TEMPO.CO, Yogyakarta - Kepala Seksi Data dan Informasi Badan Meteorologi, Klimatologi, dan Geofisika (BMKG) Yogyakarta Teguh Prasetyo mengatakan, dalam beberapa hari ke depan, hujan berintensitas lebat masih mewarnai awal musim kemarau di Daerah Istimewa Yogyakarta dan sekitarnya.
"Hujan lebat saat kemarau ini tak terlalu rawan memicu angin kencang atau gelombang tinggi karena hanya bersifat lokal," ujar Teguh kepada Tempo, Selasa, 2 Juni 2015.
Teguh menambahkan, dalam tiga hari terakhir, di langit DIY memang terbentuk awan-awan konveksi yang memicu hujan lebat dengan intensitas 45 milimeter per hari. "Kategorinya menjadi hujan lebat karena intensitas per jamnya 33 milimeter, meskipun secara harian di bawah 50 milimeter."

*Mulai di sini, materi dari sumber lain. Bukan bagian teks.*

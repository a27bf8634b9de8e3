//! Failures of a place lookup.

use thiserror::Error;

#[derive(Error, Debug)]
pub enum GeoError {
    #[error("place not found: {place}")]
    NotFound { place: String },

    #[error("geocoding request for '{place}' timed out")]
    Timeout { place: String },

    #[error("HTTP request failed: {0}")]
    Http(#[from] reqwest::Error),

    #[error("geocoder returned {status}: {body}")]
    Server { status: u16, body: String },

    #[error("JSON parse error: {0}")]
    Json(#[from] serde_json::Error),

    #[error("invalid geocoder response: {0}")]
    InvalidResponse(String),

    #[error("coordinate out of range: lat {lat}, lng {lng}")]
    InvalidCoordinate { lat: f64, lng: f64 },
}

impl GeoError {
    /// True when the geocoder answered normally but had no match.
    pub fn is_not_found(&self) -> bool {
        matches!(self, Self::NotFound { .. })
    }
}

BMKG memastikan hujan dari akhir Mei hingga awal Juni ini hanya anomali cuaca biasa. Anomali itu dipicu akibat akumulasi penguapan uap air cukup intens di Samudera Pasifik dan pengaruh pembelokan arah angin ke Sumatera dan Kalimantan akibat terjadinya tekanan rendah dari arah tenggara atau sekitar Filipina.
"Kami pastikan kemarau tidak mundur karena suhu muka air laut sudah meningkat, sekitar 27-30 derajat Celcius," ujar Teguh. Selain itu, penanda kemarau juga terbaca dari indeks El-Nino yang beranjak dari level terendah ke moderat atau di atas kisaran 1-2.
"Yang perlu diwaspadai justru mulai mengeringnya sumber-sumber air warga akibat penguapan masa kemarau ini," tuturnya.
Kepala Badan Penanggulangan Bencana Daerah Kota Yogyakarta Agus Winarto mengatakan pihaknya mulai Juni ini bersama Dinas Permukiman dan Prasarana Wilayah Kota Yogyakarta tengah mengebut pengerjaan sejumlah infrastruktur sungai di Yogya yang rusak akibat banjir April lalu.
"Targetnya kami percepat sebelum musim penghujan ini tiba, 12 infrastruktur rusak sudah selesai, agar tak rawan jika musim penghujan datang lebih awal," ujar Agus.